ACTIVITY: Set the data down again, exactly as it appears below.

** Opening DATA EXTRACTS block **

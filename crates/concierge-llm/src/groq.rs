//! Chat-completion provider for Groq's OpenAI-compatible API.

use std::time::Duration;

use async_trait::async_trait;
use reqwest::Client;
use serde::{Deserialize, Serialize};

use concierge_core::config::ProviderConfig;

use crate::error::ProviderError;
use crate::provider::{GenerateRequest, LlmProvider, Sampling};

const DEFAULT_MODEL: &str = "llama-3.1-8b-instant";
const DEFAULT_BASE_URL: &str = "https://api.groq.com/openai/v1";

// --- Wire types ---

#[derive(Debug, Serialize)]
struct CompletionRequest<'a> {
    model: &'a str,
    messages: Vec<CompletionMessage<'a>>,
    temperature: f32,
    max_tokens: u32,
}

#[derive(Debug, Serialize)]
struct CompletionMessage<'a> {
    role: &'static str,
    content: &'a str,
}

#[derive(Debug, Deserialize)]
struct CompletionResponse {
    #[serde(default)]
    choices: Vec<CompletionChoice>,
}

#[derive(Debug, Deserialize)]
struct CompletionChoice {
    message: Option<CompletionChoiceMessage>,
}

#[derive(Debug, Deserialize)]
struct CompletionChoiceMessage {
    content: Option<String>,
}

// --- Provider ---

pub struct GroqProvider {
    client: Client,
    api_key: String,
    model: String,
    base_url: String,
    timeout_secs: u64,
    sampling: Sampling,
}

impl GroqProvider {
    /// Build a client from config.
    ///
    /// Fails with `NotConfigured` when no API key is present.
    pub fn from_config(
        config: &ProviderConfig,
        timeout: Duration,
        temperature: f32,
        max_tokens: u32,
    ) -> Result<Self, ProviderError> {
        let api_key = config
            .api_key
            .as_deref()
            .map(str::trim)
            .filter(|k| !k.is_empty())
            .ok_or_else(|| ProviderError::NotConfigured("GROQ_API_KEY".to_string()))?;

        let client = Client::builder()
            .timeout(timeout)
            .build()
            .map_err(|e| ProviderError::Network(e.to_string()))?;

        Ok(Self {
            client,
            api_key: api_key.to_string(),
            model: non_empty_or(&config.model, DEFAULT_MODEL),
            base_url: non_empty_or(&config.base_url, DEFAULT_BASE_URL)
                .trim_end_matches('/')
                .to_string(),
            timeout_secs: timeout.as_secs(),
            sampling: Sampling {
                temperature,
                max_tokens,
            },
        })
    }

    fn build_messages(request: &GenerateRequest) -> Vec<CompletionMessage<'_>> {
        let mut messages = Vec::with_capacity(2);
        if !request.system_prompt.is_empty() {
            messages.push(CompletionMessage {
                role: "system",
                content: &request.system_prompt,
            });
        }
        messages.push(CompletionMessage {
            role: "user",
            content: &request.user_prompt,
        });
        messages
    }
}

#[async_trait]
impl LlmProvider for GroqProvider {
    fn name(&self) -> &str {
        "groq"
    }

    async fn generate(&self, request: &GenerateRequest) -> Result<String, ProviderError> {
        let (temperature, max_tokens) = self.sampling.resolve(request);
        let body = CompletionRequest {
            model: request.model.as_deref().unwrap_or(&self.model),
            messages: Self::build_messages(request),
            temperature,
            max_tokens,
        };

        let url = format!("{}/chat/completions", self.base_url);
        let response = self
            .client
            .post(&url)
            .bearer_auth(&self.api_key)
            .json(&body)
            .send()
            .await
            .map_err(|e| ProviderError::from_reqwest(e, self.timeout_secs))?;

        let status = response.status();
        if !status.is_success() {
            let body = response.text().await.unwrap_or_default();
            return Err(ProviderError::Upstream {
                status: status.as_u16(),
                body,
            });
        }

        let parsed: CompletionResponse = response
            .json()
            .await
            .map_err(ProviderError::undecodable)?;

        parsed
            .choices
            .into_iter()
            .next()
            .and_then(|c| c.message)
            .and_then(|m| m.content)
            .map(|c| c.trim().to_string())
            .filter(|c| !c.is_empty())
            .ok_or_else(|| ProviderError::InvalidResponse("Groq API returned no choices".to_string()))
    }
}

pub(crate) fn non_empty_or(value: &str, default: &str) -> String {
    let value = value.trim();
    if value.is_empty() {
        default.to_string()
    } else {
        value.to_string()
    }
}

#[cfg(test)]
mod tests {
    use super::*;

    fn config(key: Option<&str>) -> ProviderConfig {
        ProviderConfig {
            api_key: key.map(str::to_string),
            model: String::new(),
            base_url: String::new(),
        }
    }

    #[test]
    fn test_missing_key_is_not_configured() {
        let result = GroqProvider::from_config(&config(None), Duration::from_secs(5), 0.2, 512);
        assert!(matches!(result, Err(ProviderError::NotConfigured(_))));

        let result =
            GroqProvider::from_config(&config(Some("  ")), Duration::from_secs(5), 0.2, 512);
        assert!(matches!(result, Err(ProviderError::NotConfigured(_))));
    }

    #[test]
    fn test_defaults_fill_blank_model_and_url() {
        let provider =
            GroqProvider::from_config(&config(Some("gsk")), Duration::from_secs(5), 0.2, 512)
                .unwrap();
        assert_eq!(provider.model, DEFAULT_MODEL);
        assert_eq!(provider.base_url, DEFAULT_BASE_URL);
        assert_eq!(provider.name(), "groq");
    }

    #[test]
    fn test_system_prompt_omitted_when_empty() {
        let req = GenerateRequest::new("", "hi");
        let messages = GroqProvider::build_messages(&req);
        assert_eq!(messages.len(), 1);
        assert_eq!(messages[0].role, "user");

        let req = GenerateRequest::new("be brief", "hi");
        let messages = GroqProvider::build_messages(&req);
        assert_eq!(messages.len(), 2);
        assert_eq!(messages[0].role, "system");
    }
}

** Closing DATA EXTRACTS block **

WORKED SOLUTION:
filename crates/concierge-llm/src/groq.rs
//! Chat-completion provider for Groq's OpenAI-compatible API.

use std::time::Duration;

use async_trait::async_trait;
use reqwest::Client;
use serde::{Deserialize, Serialize};

use concierge_core::config::ProviderConfig;

use crate::error::ProviderError;
use crate::provider::{GenerateRequest, LlmProvider, Sampling};

const DEFAULT_MODEL: &str = "llama-3.1-8b-instant";
const DEFAULT_BASE_URL: &str = "https://api.groq.com/openai/v1";

// --- Wire types ---

#[derive(Debug, Serialize)]
struct CompletionRequest<'a> {
    model: &'a str,
    messages: Vec<CompletionMessage<'a>>,
    temperature: f32,
    max_tokens: u32,
}

#[derive(Debug, Serialize)]
struct CompletionMessage<'a> {
    role: &'static str,
    content: &'a str,
}

#[derive(Debug, Deserialize)]
struct CompletionResponse {
    #[serde(default)]
    choices: Vec<CompletionChoice>,
}

#[derive(Debug, Deserialize)]
struct CompletionChoice {
    message: Option<CompletionChoiceMessage>,
}

#[derive(Debug, Deserialize)]
struct CompletionChoiceMessage {
    content: Option<String>,
}

// --- Provider ---

pub struct GroqProvider {
    client: Client,
    api_key: String,
    model: String,
    base_url: String,
    timeout_secs: u64,
    sampling: Sampling,
}

impl GroqProvider {
    /// Build a client from config.
    ///
    /// Fails with `NotConfigured` when no API key is present.
    pub fn from_config(
        config: &ProviderConfig,
        timeout: Duration,
        temperature: f32,
        max_tokens: u32,
    ) -> Result<Self, ProviderError> {
        let api_key = config
            .api_key
            .as_deref()
            .map(str::trim)
            .filter(|k| !k.is_empty())
            .ok_or_else(|| ProviderError::NotConfigured("GROQ_API_KEY".to_string()))?;

        let client = Client::builder()
            .timeout(timeout)
            .build()
            .map_err(|e| ProviderError::Network(e.to_string()))?;

        Ok(Self {
            client,
            api_key: api_key.to_string(),
            model: non_empty_or(&config.model, DEFAULT_MODEL),
            base_url: non_empty_or(&config.base_url, DEFAULT_BASE_URL)
                .trim_end_matches('/')
                .to_string(),
            timeout_secs: timeout.as_secs(),
            sampling: Sampling {
                temperature,
                max_tokens,
            },
        })
    }

    fn build_messages(request: &GenerateRequest) -> Vec<CompletionMessage<'_>> {
        let mut messages = Vec::with_capacity(2);
        if !request.system_prompt.is_empty() {
            messages.push(CompletionMessage {
                role: "system",
                content: &request.system_prompt,
            });
        }
        messages.push(CompletionMessage {
            role: "user",
            content: &request.user_prompt,
        });
        messages
    }
}

#[async_trait]
impl LlmProvider for GroqProvider {
    fn name(&self) -> &str {
        "groq"
    }

    async fn generate(&self, request: &GenerateRequest) -> Result<String, ProviderError> {
        let (temperature, max_tokens) = self.sampling.resolve(request);
        let body = CompletionRequest {
            model: request.model.as_deref().unwrap_or(&self.model),
            messages: Self::build_messages(request),
            temperature,
            max_tokens,
        };

        let url = format!("{}/chat/completions", self.base_url);
        let response = self
            .client
            .post(&url)
            .bearer_auth(&self.api_key)
            .json(&body)
            .send()
            .await
            .map_err(|e| ProviderError::from_reqwest(e, self.timeout_secs))?;

        let status = response.status();
        if !status.is_success() {
            let body = response.text().await.unwrap_or_default();
            return Err(ProviderError::Upstream {
                status: status.as_u16(),
                body,
            });
        }

        let parsed: CompletionResponse = response
            .json()
            .await
            .map_err(ProviderError::undecodable)?;

        parsed
            .choices
            .into_iter()
            .next()
            .and_then(|c| c.message)
            .and_then(|m| m.content)
            .map(|c| c.trim().to_string())
            .filter(|c| !c.is_empty())
            .ok_or_else(|| ProviderError::InvalidResponse("Groq API returned no choices".to_string()))
    }
}

pub(crate) fn non_empty_or(value: &str, default: &str) -> String {
    let value = value.trim();
    if value.is_empty() {
        default.to_string()
    } else {
        value.to_string()
    }
}

#[cfg(test)]
mod tests {
    use super::*;

    fn config(key: Option<&str>) -> ProviderConfig {
        ProviderConfig {
            api_key: key.map(str::to_string),
            model: String::new(),
            base_url: String::new(),
        }
    }

    #[test]
    fn test_missing_key_is_not_configured() {
        let result = GroqProvider::from_config(&config(None), Duration::from_secs(5), 0.2, 512);
        assert!(matches!(result, Err(ProviderError::NotConfigured(_))));

        let result =
            GroqProvider::from_config(&config(Some("  ")), Duration::from_secs(5), 0.2, 512);
        assert!(matches!(result, Err(ProviderError::NotConfigured(_))));
    }

    #[test]
    fn test_defaults_fill_blank_model_and_url() {
        let provider =
            GroqProvider::from_config(&config(Some("gsk")), Duration::from_secs(5), 0.2, 512)
                .unwrap();
        assert_eq!(provider.model, DEFAULT_MODEL);
        assert_eq!(provider.base_url, DEFAULT_BASE_URL);
        assert_eq!(provider.name(), "groq");
    }

    #[test]
    fn test_system_prompt_omitted_when_empty() {
        let req = GenerateRequest::new("", "hi");
        let messages = GroqProvider::build_messages(&req);
        assert_eq!(messages.len(), 1);
        assert_eq!(messages[0].role, "user");

        let req = GenerateRequest::new("be brief", "hi");
        let messages = GroqProvider::build_messages(&req);
        assert_eq!(messages.len(), 2);
        assert_eq!(messages[0].role, "system");
    }
}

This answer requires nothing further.